CURUG SITUHIANG 28 JANUARI 2016


Setelah lama penasaran sama air terjun satu ini, akhirnya pada Kamis, 28 Januari 2015 saya dan Aria mendatangi Curug Situhiang. Awalnya, sempat simpang siur tentang penamaan air terjun satu ini. Pada awalnya, air terjun yang ingin saya datangi ini adalah Curug Siriwati. Setelah konfirmasi dengan Kang Eda dan beberapa teman di Majalengka, barulah saya tahu kalau air terjun yang selama ini saya ingin datangi bernama Curug Situhiang.

Curug Situhiang ini berada di tingkatan paling bawah dari tiga air terjun di Sungai Cijurey. Tingkatan paling atas bernama Curug Mahpar, Tingkatan kedua bernama Curug Siriwati atau Curug Bagong dan yang ketiga yaitu Curug Situhiang.
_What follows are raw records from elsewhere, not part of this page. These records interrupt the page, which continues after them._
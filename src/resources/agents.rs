//! Agent facade.

use std::ops::Deref;

use serde_json::Value;

use super::{Resource, AGENTS};
use crate::dispatch::{Dispatch, Method};
use crate::error::FreshdeskError;

/// Path segment addressing the authenticated agent.
const CURRENT_AGENT: &str = "me";

/// Agents: CRUD plus the currently authenticated agent.
pub struct Agents<'a, D: ?Sized> {
    resource: Resource<'a, D>,
}

impl<'a, D: ?Sized> Deref for Agents<'a, D> {
    type Target = Resource<'a, D>;

    fn deref(&self) -> &Self::Target {
        &self.resource
    }
}

impl<'a, D: Dispatch + ?Sized> Agents<'a, D> {
    /// Creates the agent facade.
    pub fn new(dispatcher: &'a D) -> Self {
        Self {
            resource: Resource::new(dispatcher, &AGENTS),
        }
    }

    /// Fetches the agent the API key belongs to.
    pub async fn current(&self) -> Result<Value, FreshdeskError> {
        let endpoint = self.resource.endpoint(Some(CURRENT_AGENT));
        self.resource.send(Method::GET, &endpoint, None, None).await
    }
}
Saya juga janjian dengan Kang Ipunk dan beberapa teman dari Majalengka. Berhubung ini hari kerja, jadi dari Bandung hanya berdua.

Kamis, 28 Januari 2016

Kami berangkat dari Bandung pukul 07.30 WIB. Jalanan cukup lancar karena selain kami melawan arus macet, banyak sekolah dan kantor juga sudah memulai aktivitasnya. Lalu lintas sedikit tersendat ketika memasuki Pasar Tanjungsari. Selepas Pasar Tanjungsari lalu lintas kembali lancar. Kami Sempat mampir untuk membeli makanan ringan dan minum. Kami jalan non stop hingga Majalengka berhubung kami sudah sangat terlambat.

Sekitar pukul 10.00 WIB kami sudah tiba di Majalengka. Setelah sedikit berputar-putar di Majalengka mencari lokasi janjian, akhirnya kami bertemu dengan Kang Ipunk. Kami tidak langsung berangkat karena masih menunggu beberapa teman lainnya. Menurut informasi dari Kang Ipunk, cuaca di Majalengka siang menjelang sore sering turun hujan deras dan cukup lama. Jalur treking menuju Curug Situhiang pun lumayan lama tetapi masih sempat untuk satu hari perjalanan.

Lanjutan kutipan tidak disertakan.